[AVAILABLE DATA — start]
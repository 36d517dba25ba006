//! Metrics
//! ---
//! Contains the gain and discount functions shared by the graded evaluators, along with
//! the numeric kernels they are built from.
//!
//! Gain functions map a relevance level to a gain; discount functions map a 1-based rank
//! to the value the gain is divided by.

#[derive(Clone, Copy, Deserialize, Debug, PartialEq)]
/// Maps a relevance level to a gain
pub enum GainFunction {
    /// Gain is the relevance level itself
    Linear,
    /// Gain is `base^score`, or 0 when the score is 0
    Exponential(f64),
}

impl GainFunction {
    /// Computes the gain of a relevance level
    pub fn gain(&self, score: f64) -> f64 {
        match *self {
            GainFunction::Linear => score,
            GainFunction::Exponential(_) if score == 0.0 => 0.0,
            GainFunction::Exponential(base) => base.powf(score),
        }
    }
}

impl Default for GainFunction {
    fn default() -> Self {
        GainFunction::Linear
    }
}

#[derive(Clone, Copy, Deserialize, Debug, PartialEq)]
/// Maps a 1-based rank to the value dividing its gain
pub enum DiscountFunction {
    /// No discount before rank `base`, then `log_base(rank)` (Järvelin & Kekäläinen)
    Original(f64),
    /// `log_base(rank + base - 1)`, so rank 1 is never discounted
    Logarithmic(f64),
}

impl DiscountFunction {
    /// Computes the discount at `rank`
    pub fn discount(&self, rank: usize) -> f64 {
        let rank = rank as f64;
        match *self {
            DiscountFunction::Original(base) if rank < base => 1.0,
            DiscountFunction::Original(base) => rank.log(base),
            DiscountFunction::Logarithmic(base) => (rank + base - 1.0).log(base),
        }
    }
}

impl Default for DiscountFunction {
    fn default() -> Self {
        DiscountFunction::Logarithmic(2.0)
    }
}

/// Computes DCG given the gain found at each rank, starting at rank 1
pub fn dcg(gains: &[f64], discount: &DiscountFunction) -> f64 {
    gains
        .iter()
        .enumerate()
        .map(|(i, gain)| gain / discount.discount(i + 1))
        .sum()
}

/// Computes ERR given the probability of satisfying the user at each rank.  Ranks with
/// a probability of 0 still count towards the rank of later documents.
pub fn get_err(probabilities: &[f64]) -> f64 {
    let mut err = 0.0;
    let mut p = 1.0;
    for (i, relevance) in probabilities.iter().enumerate() {
        err += p * relevance / ((i + 1) as f64);
        p *= 1. - relevance;
    }

    err
}

/// Computes the mean
/// # Arguments
///
/// * `data` list of numbers to average
/// * `k_opt` number of leading values to include. If none is provided, uses all values
pub fn get_mean(data: &[f64], k_opt: Option<usize>) -> f64 {
    let k = k_opt.unwrap_or(data.len()).min(data.len());
    if k == 0 {
        return 0.0;
    }
    let total = data[..k].iter().sum::<f64>();
    total / (k as f64)
}

#[cfg(test)]
mod tests {
    use super::*;

    #[test]
    fn test_mean() {
        let data = [1., 2., 6.];
        assert_eq!(get_mean(&data, None), 3.);
        assert_eq!(get_mean(&data, Some(2)), 1.5);
        assert_eq!(get_mean(&data, Some(10)), 3.);
        assert_eq!(get_mean(&[], None), 0.);
    }

    #[test]
    fn test_gain() {
        assert_eq!(GainFunction::Linear.gain(3.), 3.);
        assert_eq!(GainFunction::Linear.gain(0.), 0.);
        assert_eq!(GainFunction::Exponential(2.).gain(0.), 0.);
        assert_eq!(GainFunction::Exponential(2.).gain(1.), 2.);
        assert_eq!(GainFunction::Exponential(2.).gain(3.), 8.);
        assert_eq!(GainFunction::default(), GainFunction::Linear);
    }

    #[test]
    fn test_discount() {
        let original = DiscountFunction::Original(2.);
        assert_eq!(original.discount(1), 1.);
        assert_eq!(original.discount(2), 1.);
        assert!((original.discount(4) - 2.).abs() < 1e-12);

        let original10 = DiscountFunction::Original(10.);
        assert_eq!(original10.discount(9), 1.);
        assert!((original10.discount(10) - 1.).abs() < 1e-12);

        let log = DiscountFunction::default();
        assert!((log.discount(1) - 1.).abs() < 1e-12);
        assert!((log.discount(3) - 2.).abs() < 1e-12);
    }

    #[test]
    fn test_dcg() {
        let gains = [4., 0., 2., 1., 2.];
        let original = dcg(&gains, &DiscountFunction::Original(2.));
        assert!((original - (4. + 2. / 3f64.log2() + 0.5 + 2. / 5f64.log2())).abs() < 1e-9);
        assert_eq!(dcg(&[], &DiscountFunction::default()), 0.);
    }

    #[test]
    fn test_err() {
        let probabilities = [15. / 16., 0., 3. / 16., 1. / 16., 3. / 16.];
        assert_eq!(get_err(&[]), 0.);
        assert!((get_err(&probabilities[..1]) - 0.9375).abs() < 1e-6);
        assert!((get_err(&probabilities[..2]) - 0.9375).abs() < 1e-6);
        assert!((get_err(&probabilities[..3]) - 0.94140625).abs() < 1e-6);
        assert!((get_err(&probabilities[..4]) - 0.9421997).abs() < 1e-6);
        assert!((get_err(&probabilities) - 0.94398493).abs() < 1e-6);
    }
}
//! Irkit
//!
//! Irkit is a library and an executable to evaluate ranked retrieval runs against
//! relevance judgments, with trec_eval and NTCIREVAL semantics.
#![warn(missing_docs, unused)]

#[macro_use]
extern crate serde_derive;
#[macro_use]
extern crate clap;

/// Tools for binaries
pub mod bin_utils;
/// Query level evaluators
pub mod evaluators;
/// Loading of the evaluation config
pub mod load;
/// Gain and discount functions
pub mod metrics;
/// Aggregated reports over systems and queries
pub mod report;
[AVAILABLE DATA — finish]
▸ TASK REQUIREMENTS: Repeat every line of the material exactly as given.

▸ WRITTEN SOLUTION:
repository 36d517dba25ba006
//! Metrics
//! ---
//! Contains the gain and discount functions shared by the graded evaluators, along with
//! the numeric kernels they are built from.
//!
//! Gain functions map a relevance level to a gain; discount functions map a 1-based rank
//! to the value the gain is divided by.

#[derive(Clone, Copy, Deserialize, Debug, PartialEq)]
/// Maps a relevance level to a gain
pub enum GainFunction {
    /// Gain is the relevance level itself
    Linear,
    /// Gain is `base^score`, or 0 when the score is 0
    Exponential(f64),
}

impl GainFunction {
    /// Computes the gain of a relevance level
    pub fn gain(&self, score: f64) -> f64 {
        match *self {
            GainFunction::Linear => score,
            GainFunction::Exponential(_) if score == 0.0 => 0.0,
            GainFunction::Exponential(base) => base.powf(score),
        }
    }
}

impl Default for GainFunction {
    fn default() -> Self {
        GainFunction::Linear
    }
}

#[derive(Clone, Copy, Deserialize, Debug, PartialEq)]
/// Maps a 1-based rank to the value dividing its gain
pub enum DiscountFunction {
    /// No discount before rank `base`, then `log_base(rank)` (Järvelin & Kekäläinen)
    Original(f64),
    /// `log_base(rank + base - 1)`, so rank 1 is never discounted
    Logarithmic(f64),
}

impl DiscountFunction {
    /// Computes the discount at `rank`
    pub fn discount(&self, rank: usize) -> f64 {
        let rank = rank as f64;
        match *self {
            DiscountFunction::Original(base) if rank < base => 1.0,
            DiscountFunction::Original(base) => rank.log(base),
            DiscountFunction::Logarithmic(base) => (rank + base - 1.0).log(base),
        }
    }
}

impl Default for DiscountFunction {
    fn default() -> Self {
        DiscountFunction::Logarithmic(2.0)
    }
}

/// Computes DCG given the gain found at each rank, starting at rank 1
pub fn dcg(gains: &[f64], discount: &DiscountFunction) -> f64 {
    gains
        .iter()
        .enumerate()
        .map(|(i, gain)| gain / discount.discount(i + 1))
        .sum()
}

/// Computes ERR given the probability of satisfying the user at each rank.  Ranks with
/// a probability of 0 still count towards the rank of later documents.
pub fn get_err(probabilities: &[f64]) -> f64 {
    let mut err = 0.0;
    let mut p = 1.0;
    for (i, relevance) in probabilities.iter().enumerate() {
        err += p * relevance / ((i + 1) as f64);
        p *= 1. - relevance;
    }

    err
}

/// Computes the mean
/// # Arguments
///
/// * `data` list of numbers to average
/// * `k_opt` number of leading values to include. If none is provided, uses all values
pub fn get_mean(data: &[f64], k_opt: Option<usize>) -> f64 {
    let k = k_opt.unwrap_or(data.len()).min(data.len());
    if k == 0 {
        return 0.0;
    }
    let total = data[..k].iter().sum::<f64>();
    total / (k as f64)
}

#[cfg(test)]
mod tests {
    use super::*;

    #[test]
    fn test_mean() {
        let data = [1., 2., 6.];
        assert_eq!(get_mean(&data, None), 3.);
        assert_eq!(get_mean(&data, Some(2)), 1.5);
        assert_eq!(get_mean(&data, Some(10)), 3.);
        assert_eq!(get_mean(&[], None), 0.);
    }

    #[test]
    fn test_gain() {
        assert_eq!(GainFunction::Linear.gain(3.), 3.);
        assert_eq!(GainFunction::Linear.gain(0.), 0.);
        assert_eq!(GainFunction::Exponential(2.).gain(0.), 0.);
        assert_eq!(GainFunction::Exponential(2.).gain(1.), 2.);
        assert_eq!(GainFunction::Exponential(2.).gain(3.), 8.);
        assert_eq!(GainFunction::default(), GainFunction::Linear);
    }

    #[test]
    fn test_discount() {
        let original = DiscountFunction::Original(2.);
        assert_eq!(original.discount(1), 1.);
        assert_eq!(original.discount(2), 1.);
        assert!((original.discount(4) - 2.).abs() < 1e-12);

        let original10 = DiscountFunction::Original(10.);
        assert_eq!(original10.discount(9), 1.);
        assert!((original10.discount(10) - 1.).abs() < 1e-12);

        let log = DiscountFunction::default();
        assert!((log.discount(1) - 1.).abs() < 1e-12);
        assert!((log.discount(3) - 2.).abs() < 1e-12);
    }

    #[test]
    fn test_dcg() {
        let gains = [4., 0., 2., 1., 2.];
        let original = dcg(&gains, &DiscountFunction::Original(2.));
        assert!((original - (4. + 2. / 3f64.log2() + 0.5 + 2. / 5f64.log2())).abs() < 1e-9);
        assert_eq!(dcg(&[], &DiscountFunction::default()), 0.);
    }

    #[test]
    fn test_err() {
        let probabilities = [15. / 16., 0., 3. / 16., 1. / 16., 3. / 16.];
        assert_eq!(get_err(&[]), 0.);
        assert!((get_err(&probabilities[..1]) - 0.9375).abs() < 1e-6);
        assert!((get_err(&probabilities[..2]) - 0.9375).abs() < 1e-6);
        assert!((get_err(&probabilities[..3]) - 0.94140625).abs() < 1e-6);
        assert!((get_err(&probabilities[..4]) - 0.9421997).abs() < 1e-6);
        assert!((get_err(&probabilities) - 0.94398493).abs() < 1e-6);
    }
}
//! Irkit
//!
//! Irkit is a library and an executable to evaluate ranked retrieval runs against
//! relevance judgments, with trec_eval and NTCIREVAL semantics.
#![warn(missing_docs, unused)]

#[macro_use]
extern crate serde_derive;
#[macro_use]
extern crate clap;

/// Tools for binaries
pub mod bin_utils;
/// Query level evaluators
pub mod evaluators;
/// Loading of the evaluation config
pub mod load;
/// Gain and discount functions
pub mod metrics;
/// Aggregated reports over systems and queries
pub mod report;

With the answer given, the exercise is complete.